Publication information
- Publisher: DC Comics
- First appearance: The Flash (vol. 2) #9 (February 1988)
- Created by: Mike Baron (writer) Jackson Guice (artist)

In-story information
- Alter ego: Chester P. Runk
- Team affiliations: Shadow Fighters
- Abilities: Matter transporting Super-strength

= Chunk (character) =

Chunk (Chester P. Runk) is a fictional character appearing in comics published by DC Comics. He first appeared in The Flash (vol. 2) #9 (February 1988) and was created by Mike Baron and Jackson Guice.

Chester P. Runk appeared in The Flash starting in the sixth season, portrayed by Brandon McKnight.

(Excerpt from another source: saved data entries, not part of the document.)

// ABOUTME: Security response headers applied to every companion-server response.
// ABOUTME: Builds the Content-Security-Policy from ordered defaults plus overrides.

use axum::http::{HeaderName, HeaderValue};
use tower_http::set_header::SetResponseHeaderLayer;

use crate::error::SharedError;

const DEFAULT_CSP: [(&str, &str); 6] = [
    ("default-src", "'self'"),
    ("script-src", "'self' 'unsafe-inline'"),
    ("style-src", "'self' 'unsafe-inline'"),
    ("img-src", "'self' data:"),
    ("font-src", "'self'"),
    ("connect-src", "'self'"),
];

#[derive(Debug, Clone, PartialEq, Eq)]
pub struct SecurityOptions {
    /// Directive overrides, e.g. `("img-src", "'self' https:")`.
    pub csp: Vec<(String, String)>,
    pub frame_options: String,
    pub referrer_policy: String,
    pub permissions_policy: String,
}

impl Default for SecurityOptions {
    fn default() -> Self {
        Self {
            csp: Vec::new(),
            frame_options: "DENY".into(),
            referrer_policy: "strict-origin-when-cross-origin".into(),
            permissions_policy: "geolocation=(), microphone=(), camera=()".into(),
        }
    }
}

impl SecurityOptions {
    /// Default directives in their fixed order, overridden in place; new
    /// directives follow in the order given.
    pub fn build_csp(&self) -> String {
        let mut directives: Vec<(String, String)> = DEFAULT_CSP
            .iter()
            .map(|(k, v)| (k.to_string(), v.to_string()))
            .collect();
        for (name, value) in &self.csp {
            match directives.iter_mut().find(|(k, _)| k == name) {
                Some(existing) => existing.1 = value.clone(),
                None => directives.push((name.clone(), value.clone())),
            }
        }
        directives
            .iter()
            .map(|(k, v)| format!("{k} {v}"))
            .collect::<Vec<_>>()
            .join("; ")
    }

    pub fn headers(&self) -> Result<Vec<(HeaderName, HeaderValue)>, SharedError> {
        let pairs = [
            ("content-security-policy", self.build_csp()),
            ("x-frame-options", self.frame_options.clone()),
            ("x-content-type-options", "nosniff".to_string()),
            ("referrer-policy", self.referrer_policy.clone()),
            ("permissions-policy", self.permissions_policy.clone()),
        ];
        pairs
            .into_iter()
            .map(|(name, value)| {
                let header_value =
                    HeaderValue::from_str(&value).map_err(|_| SharedError::Header {
                        name: name.to_string(),
                        value: value.clone(),
                    })?;
                Ok((HeaderName::from_static(name), header_value))
            })
            .collect()
    }

    pub fn layers(&self) -> Result<Vec<SetResponseHeaderLayer<HeaderValue>>, SharedError> {
        Ok(self
            .headers()?
            .into_iter()
            .map(|(name, value)| SetResponseHeaderLayer::overriding(name, value))
            .collect())
    }
}

#[cfg(test)]
mod tests {
    use super::*;
    use pretty_assertions::assert_eq;

    #[test]
    fn default_policy() {
        assert_eq!(
            SecurityOptions::default().build_csp(),
            "default-src 'self'; script-src 'self' 'unsafe-inline'; style-src 'self' 'unsafe-inline'; img-src 'self' data:; font-src 'self'; connect-src 'self'"
        );
    }

    #[test]
    fn overrides_keep_order_and_append_new_directives() {
        let options = SecurityOptions {
            csp: vec![
                ("frame-ancestors".into(), "'none'".into()),
                ("img-src".into(), "'self' https:".into()),
            ],
            ..SecurityOptions::default()
        };
        let csp = options.build_csp();
        assert!(csp.contains("; img-src 'self' https:; font-src"));
        assert!(csp.ends_with("connect-src 'self'; frame-ancestors 'none'"));
    }

    #[test]
    fn rejects_unencodable_values() {
        let options = SecurityOptions {
            frame_options: "DENY\n".into(),
            ..SecurityOptions::default()
        };
        assert!(options.headers().is_err());
    }
}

==Fictional character biography==
Chester Runk is a Maverick physicist and engineer who develops a "matter transmitting machine", a primitive long-range teleportation device. Due to a lack of sensible safety procedures, Runk's machine implodes and merges with him, giving him superhuman strength and the ability to teleport and access a pocket dimension called the Void. However, he is forced to constantly absorb matter to remain alive. Chunk battles the Flash, but later reforms and becomes a "waste removal specialist" using his powers. He once rescued Manchester, Alabama, the home of Bart Allen, by drinking all the water that had flooded the town after a dam burst.

In the DC Rebirth relaunch, Chunk has a son, Chester Runk Jr., who is a friend of Ace West. In Titans: Beast World, Chester Runk Jr. is killed by Peacemaker after being mutated by Beast Boy's spores. Additionally, Amanda Waller and Peacemaker recruit Chunk Sr. to destroy Beast Boy, who has transformed into a Starro and threatens Earth. Chunk activates his black hole power, killing himself and Beast Boy.

==Powers and abilities==
Chunk possesses superhuman strength and durability, and can manipulate local gravimetric fields to draw matter towards him. Furthermore, he can absorb matter and expel it into a pocket dimension called the Void.

==Other versions==
A possible future variant of Chunk appears in The Flash (vol. 2) Annual #4. This version found work at S.T.A.R. Labs with Tina McGee before he is killed by super-criminals.

==In other media==
Chester P. Runk appears in The Flash, portrayed by Brandon McKnight. This version is a self-taught, brilliant, and non-overweight yet socially awkward scientist capable of building sophisticated devices out of discarded junk who was inspired by his inventor father Quincy P. Runk (portrayed by Milton Barnes), who died in a car accident in the 1990s. In his first appearance, Chester built a machine capable of opening black holes, only to accidentally create one that fused with his consciousness, leaving him in a catatonic state while the black hole opened in places that held great emotional significance to him. Eventually, the Flash rescues his consciousness from the black hole and places it back into his body, ending the threat. After stabilizing in a special machine built by S.T.A.R. Labs for several weeks, Chester is able to get his life back together as well as join Team Flash, providing assistance via his scientific expertise. Throughout the eighth and ninth seasons, he enters a relationship with Allegra Garcia and eventually discovers the black hole incident turned him into a metahuman with black hole-based powers.